▶ [PROBLEM TO SOLVE] Records follow. Copy every line with "ChartSeries".

[Stored data]

───

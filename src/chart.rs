//! Chart series structures and the index-driven palette.

use indexmap::IndexMap;
use serde::{Deserialize, Serialize};

#[derive(Debug, Clone, PartialEq, Serialize, Deserialize)]
#[serde(rename_all = "camelCase")]
pub struct Dataset {
    pub label: String,
    pub data: Vec<f64>,
    pub background_color: Vec<String>,
    #[serde(default, skip_serializing_if = "Vec::is_empty")]
    pub border_color: Vec<String>,
    #[serde(default, skip_serializing_if = "Option::is_none")]
    pub border_width: Option<u32>,
    #[serde(default, skip_serializing_if = "Option::is_none")]
    pub fill: Option<bool>,
    #[serde(default, skip_serializing_if = "Option::is_none")]
    pub tension: Option<f64>,
    #[serde(default, skip_serializing_if = "Option::is_none")]
    pub cutout: Option<String>,
}

#[derive(Debug, Clone, PartialEq, Default, Serialize, Deserialize)]
pub struct ChartSeries {
    pub labels: Vec<String>,
    pub datasets: Vec<Dataset>,
}

/// Visual role of a series; decides the palette and per-role hints.
#[derive(Debug, Clone, Copy, PartialEq, Eq, Serialize, Deserialize)]
#[serde(rename_all = "camelCase")]
pub enum ChartRole {
    /// Filled line chart.
    Area,
    Bar,
    Pie,
    Doughnut,
}

struct Tone {
    saturation: u32,
    lightness: u32,
    alpha: f64,
}

impl ChartRole {
    fn fill_tone(self) -> Tone {
        match self {
            ChartRole::Area => Tone {
                saturation: 70,
                lightness: 60,
                alpha: 0.2,
            },
            ChartRole::Bar => Tone {
                saturation: 70,
                lightness: 55,
                alpha: 0.6,
            },
            ChartRole::Pie | ChartRole::Doughnut => Tone {
                saturation: 75,
                lightness: 55,
                alpha: 0.8,
            },
        }
    }

    fn border_tone(self) -> Tone {
        match self {
            ChartRole::Area => Tone {
                saturation: 70,
                lightness: 45,
                alpha: 1.0,
            },
            ChartRole::Bar => Tone {
                saturation: 70,
                lightness: 40,
                alpha: 1.0,
            },
            ChartRole::Pie | ChartRole::Doughnut => Tone {
                saturation: 0,
                lightness: 100,
                alpha: 1.0,
            },
        }
    }
}

/// `hue = 360 * index / count`, formatted as a CSS `hsla()` color.
fn hsla(index: usize, count: usize, tone: &Tone) -> String {
    let hue = if count == 0 {
        0.0
    } else {
        360.0 * index as f64 / count as f64
    };
    format!(
        "hsla({:.1}, {}%, {}%, {})",
        hue, tone.saturation, tone.lightness, tone.alpha
    )
}

/// One color per category, evenly spaced around the wheel.
pub fn palette(count: usize, role: ChartRole) -> Vec<String> {
    let tone = role.fill_tone();
    (0..count).map(|i| hsla(i, count, &tone)).collect()
}

fn border_palette(count: usize, role: ChartRole) -> Vec<String> {
    let tone = role.border_tone();
    (0..count).map(|i| hsla(i, count, &tone)).collect()
}

impl Dataset {
    /// A dataset over `data.len()` categories styled for `role`.
    pub fn styled(label: impl Into<String>, data: Vec<f64>, role: ChartRole) -> Self {
        let n = data.len();
        let mut dataset = Self {
            label: label.into(),
            background_color: palette(n, role),
            border_color: border_palette(n, role),
            border_width: Some(1),
            data,
            fill: None,
            tension: None,
            cutout: None,
        };
        match role {
            ChartRole::Area => {
                dataset.fill = Some(true);
                dataset.tension = Some(0.4);
            }
            ChartRole::Doughnut => dataset.cutout = Some("50%".to_string()),
            ChartRole::Bar | ChartRole::Pie => {}
        }
        dataset
    }
}

impl ChartSeries {
    /// Single-dataset series from label/count pairs, in the tally's order.
    pub fn from_tally(tally: &IndexMap<String, usize>, label: &str, role: ChartRole) -> Self {
        let labels: Vec<String> = tally.keys().cloned().collect();
        let data: Vec<f64> = tally.values().map(|&c| c as f64).collect();
        Self {
            labels,
            datasets: vec![Dataset::styled(label, data, role)],
        }
    }

    pub fn is_empty(&self) -> bool {
        self.labels.is_empty()
    }

    /// Every dataset has one value per label.
    pub fn is_aligned(&self) -> bool {
        self.datasets.iter().all(|d| d.data.len() == self.labels.len())
    }

    /// Sum of the first dataset's values.
    pub fn total(&self) -> f64 {
        self.datasets
            .first()
            .map(|d| d.data.iter().sum())
            .unwrap_or(0.0)
    }

    /// Value of `label` in the first dataset.
    pub fn value_of(&self, label: &str) -> Option<f64> {
        let idx = self.labels.iter().position(|l| l == label)?;
        self.datasets.first().and_then(|d| d.data.get(idx).copied())
    }
}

───

▶ [ANSWER TO THIS EXERCISE]
pub struct ChartSeries {
impl ChartSeries {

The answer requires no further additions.